I go back to the Hell Mouth every summer. As much as I love television, there are a lot of shows from the 90’s that I just can’t watch again– here’s looking at you Friends (fight me). But when it comes to Joss Whedon’s Buffy: The Vampire Slayer, each time I watch it, I see new things that the show was doing and how as I’ve grown, some episodes have taken on new significance.

I was 6 years old when I met Buffy. my older cousin (who was more of a sister growing up) introduced me to the Buffy-verse. Looking back on my early childhood experience with the Slayer, I just thought vampires were cool.
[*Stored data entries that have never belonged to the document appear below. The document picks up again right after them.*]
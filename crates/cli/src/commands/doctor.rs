use seafoodtruck_api::SeattleFoodTruckClient;
use seafoodtruck_core::config::{AppConfig, LoadOptions};
use seafoodtruck_core::{DayToken, FoodTruckDirectory};
use serde::Serialize;

#[derive(Clone, Copy, Debug, PartialEq, Eq, Serialize)]
#[serde(rename_all = "snake_case")]
enum CheckStatus {
    Pass,
    Fail,
    Skipped,
}

#[derive(Debug, Serialize)]
struct DoctorCheck {
    name: &'static str,
    status: CheckStatus,
    details: String,
}

#[derive(Debug, Serialize)]
struct DoctorReport {
    overall_status: CheckStatus,
    summary: String,
    checks: Vec<DoctorCheck>,
}

pub fn run(json_output: bool) -> String {
    let report = build_report();

    if json_output {
        return serde_json::to_string_pretty(&report).unwrap_or_else(|error| {
            format!(
                "{{\"overall_status\":\"fail\",\"summary\":\"doctor serialization failed\",\"error\":\"{}\"}}",
                escape_json(&error.to_string())
            )
        });
    }

    render_human(&report)
}

fn build_report() -> DoctorReport {
    let mut checks = Vec::new();

    match AppConfig::load(LoadOptions::default()) {
        Ok(config) => {
            checks.push(DoctorCheck {
                name: "config_validation",
                status: CheckStatus::Pass,
                details: "configuration loaded and validated".to_string(),
            });
            checks.push(check_bot_token(&config));
            checks.push(check_broadcast(&config));
            checks.push(check_food_truck_api(&config));
        }
        Err(error) => {
            checks.push(DoctorCheck {
                name: "config_validation",
                status: CheckStatus::Fail,
                details: error.to_string(),
            });
            for name in ["slack_token_readiness", "broadcast_readiness", "food_truck_api"] {
                checks.push(DoctorCheck {
                    name,
                    status: CheckStatus::Skipped,
                    details: "skipped because configuration did not load".to_string(),
                });
            }
        }
    }

    // Skipped checks do not fail the report; only explicit failures do.
    let all_pass = checks.iter().all(|check| check.status != CheckStatus::Fail);
    let overall_status = if all_pass { CheckStatus::Pass } else { CheckStatus::Fail };
    let summary = if all_pass {
        "doctor: all readiness checks passed".to_string()
    } else {
        "doctor: one or more readiness checks failed".to_string()
    };

    DoctorReport { overall_status, summary, checks }
}

fn check_bot_token(config: &AppConfig) -> DoctorCheck {
    if config.has_bot_token() {
        DoctorCheck {
            name: "slack_token_readiness",
            status: CheckStatus::Pass,
            details: "bot token present; format validated by config contract".to_string(),
        }
    } else {
        DoctorCheck {
            name: "slack_token_readiness",
            status: CheckStatus::Fail,
            details: "slack.bot_token is empty (set SEAFOODTRUCK_SLACK_BOT_TOKEN or TOKEN)"
                .to_string(),
        }
    }
}

fn check_broadcast(config: &AppConfig) -> DoctorCheck {
    if config.broadcast_ready() {
        return DoctorCheck {
            name: "broadcast_readiness",
            status: CheckStatus::Pass,
            details: format!(
                "posting {} location(s) to {} at {:02}:{:02}",
                config.broadcast.location_ids.len(),
                config.broadcast.channel.as_deref().unwrap_or_default(),
                config.broadcast.hour,
                config.broadcast.minute
            ),
        };
    }
    DoctorCheck {
        name: "broadcast_readiness",
        status: CheckStatus::Skipped,
        details: "daily broadcast disabled (needs bot token, channel and location ids)"
            .to_string(),
    }
}

fn check_food_truck_api(config: &AppConfig) -> DoctorCheck {
    let Some(location_id) = config.broadcast.location_ids.first() else {
        return DoctorCheck {
            name: "food_truck_api",
            status: CheckStatus::Skipped,
            details: "no location ids configured to probe".to_string(),
        };
    };

    let client = match SeattleFoodTruckClient::new(&config.food_truck_api) {
        Ok(client) => client,
        Err(error) => {
            return DoctorCheck {
                name: "food_truck_api",
                status: CheckStatus::Fail,
                details: error.to_string(),
            }
        }
    };

    let runtime = match tokio::runtime::Builder::new_current_thread().enable_all().build() {
        Ok(runtime) => runtime,
        Err(error) => {
            return DoctorCheck {
                name: "food_truck_api",
                status: CheckStatus::Fail,
                details: format!("failed to initialize async runtime: {error}"),
            };
        }
    };

    match runtime.block_on(client.get_events(location_id, DayToken::Today)) {
        Ok(events) => DoctorCheck {
            name: "food_truck_api",
            status: CheckStatus::Pass,
            details: format!(
                "{} answered with {} event(s) today for location {location_id}",
                config.food_truck_api.base_url(),
                events.len()
            ),
        },
        Err(error) => DoctorCheck {
            name: "food_truck_api",
            status: CheckStatus::Fail,
            details: error.to_string(),
        },
    }
}

fn render_human(report: &DoctorReport) -> String {
    let mut lines = Vec::new();
    lines.push(report.summary.clone());

    for check in &report.checks {
        let marker = match check.status {
            CheckStatus::Pass => "ok",
            CheckStatus::Fail => "fail",
            CheckStatus::Skipped => "skip",
        };
        lines.push(format!("- [{marker}] {}: {}", check.name, check.details));
    }

    lines.join("\n")
}

fn escape_json(value: &str) -> String {
    value.replace('\\', "\\\\").replace('"', "\\\"")
}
It wasn’t until about season 4 when I  started to get the themes the show was tackling. Buffy was my idol (along with Xena) and I wanted to be like her. She was strong, she was cunning, and she was feminine. I was a “tomboy” growing up and well into my teenage years. I wanted to play sports and be tough, which I thought I meant leaving femininity behind. Buffy was the first woman I saw who was tough but also embraced her feminine side. She loved, she hurt, and she kept on fighting. I can talk about how Buffy let me know that losing your virginity could go horribly wrong or how her stabbing Angel her vampire soul-mate, taught me how to make the choices I needed to make tough choices for the greater good. Instead, I’m going to talk about the most important episode of all 7 seasons. “The Body.”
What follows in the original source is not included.